(WHAT IS BEING ASKED): Repeat exactly, and only, the lines of the entries below from the one with "Writes the points" through the one with "for the given orbit.", both ends included.

(PROVIDED RECORDS):
*** Block opens ***

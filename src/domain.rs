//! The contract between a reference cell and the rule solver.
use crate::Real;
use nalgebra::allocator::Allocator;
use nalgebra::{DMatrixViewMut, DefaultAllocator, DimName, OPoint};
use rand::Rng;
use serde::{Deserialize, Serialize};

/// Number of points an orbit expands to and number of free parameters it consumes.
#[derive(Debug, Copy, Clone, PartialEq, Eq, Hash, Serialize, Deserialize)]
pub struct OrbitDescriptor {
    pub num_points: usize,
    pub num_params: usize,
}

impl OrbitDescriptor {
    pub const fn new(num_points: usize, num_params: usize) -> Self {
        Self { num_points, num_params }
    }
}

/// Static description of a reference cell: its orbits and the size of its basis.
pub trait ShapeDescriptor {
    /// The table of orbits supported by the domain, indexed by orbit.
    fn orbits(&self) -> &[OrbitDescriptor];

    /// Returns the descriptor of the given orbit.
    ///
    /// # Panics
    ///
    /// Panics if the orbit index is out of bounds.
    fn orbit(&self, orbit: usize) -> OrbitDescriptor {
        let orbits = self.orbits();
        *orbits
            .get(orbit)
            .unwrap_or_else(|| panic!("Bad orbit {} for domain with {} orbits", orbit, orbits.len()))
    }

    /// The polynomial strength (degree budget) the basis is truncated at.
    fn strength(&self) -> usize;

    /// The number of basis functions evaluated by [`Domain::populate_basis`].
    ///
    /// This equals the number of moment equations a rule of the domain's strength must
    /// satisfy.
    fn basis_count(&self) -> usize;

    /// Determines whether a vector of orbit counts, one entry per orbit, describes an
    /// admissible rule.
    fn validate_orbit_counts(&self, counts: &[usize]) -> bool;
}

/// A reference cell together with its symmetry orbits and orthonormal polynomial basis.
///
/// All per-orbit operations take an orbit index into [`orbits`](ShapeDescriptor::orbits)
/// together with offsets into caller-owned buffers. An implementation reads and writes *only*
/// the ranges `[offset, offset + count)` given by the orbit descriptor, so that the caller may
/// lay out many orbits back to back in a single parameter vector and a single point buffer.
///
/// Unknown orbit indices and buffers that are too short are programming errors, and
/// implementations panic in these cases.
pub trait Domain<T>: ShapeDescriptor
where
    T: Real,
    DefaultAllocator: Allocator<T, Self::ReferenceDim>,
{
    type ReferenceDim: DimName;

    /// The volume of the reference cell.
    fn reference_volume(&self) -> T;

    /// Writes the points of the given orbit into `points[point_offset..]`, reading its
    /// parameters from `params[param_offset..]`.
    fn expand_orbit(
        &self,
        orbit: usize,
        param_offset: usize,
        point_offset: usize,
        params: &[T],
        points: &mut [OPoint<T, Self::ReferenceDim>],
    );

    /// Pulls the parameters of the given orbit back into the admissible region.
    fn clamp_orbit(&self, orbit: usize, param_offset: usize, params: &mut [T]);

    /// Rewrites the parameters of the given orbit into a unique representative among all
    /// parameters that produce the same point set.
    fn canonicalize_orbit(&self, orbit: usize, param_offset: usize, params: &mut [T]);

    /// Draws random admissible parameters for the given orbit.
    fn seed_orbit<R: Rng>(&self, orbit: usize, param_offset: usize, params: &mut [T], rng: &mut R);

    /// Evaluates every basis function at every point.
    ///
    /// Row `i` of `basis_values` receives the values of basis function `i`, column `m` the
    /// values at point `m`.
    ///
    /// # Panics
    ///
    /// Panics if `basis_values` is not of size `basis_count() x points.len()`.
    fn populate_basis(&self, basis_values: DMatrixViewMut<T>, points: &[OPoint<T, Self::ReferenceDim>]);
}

*** Block closes ***

(RESULT OF THIS TASK):
    /// Writes the points of the given orbit into `points[point_offset..]`, reading its
    /// parameters from `params[param_offset..]`.
    fn expand_orbit(
        &self,
        orbit: usize,
        param_offset: usize,
        point_offset: usize,
        params: &[T],
        points: &mut [OPoint<T, Self::ReferenceDim>],
    );

    /// Pulls the parameters of the given orbit back into the admissible region.
    fn clamp_orbit(&self, orbit: usize, param_offset: usize, params: &mut [T]);

    /// Rewrites the parameters of the given orbit into a unique representative among all
    /// parameters that produce the same point set.
    fn canonicalize_orbit(&self, orbit: usize, param_offset: usize, params: &mut [T]);

    /// Draws random admissible parameters for the given orbit.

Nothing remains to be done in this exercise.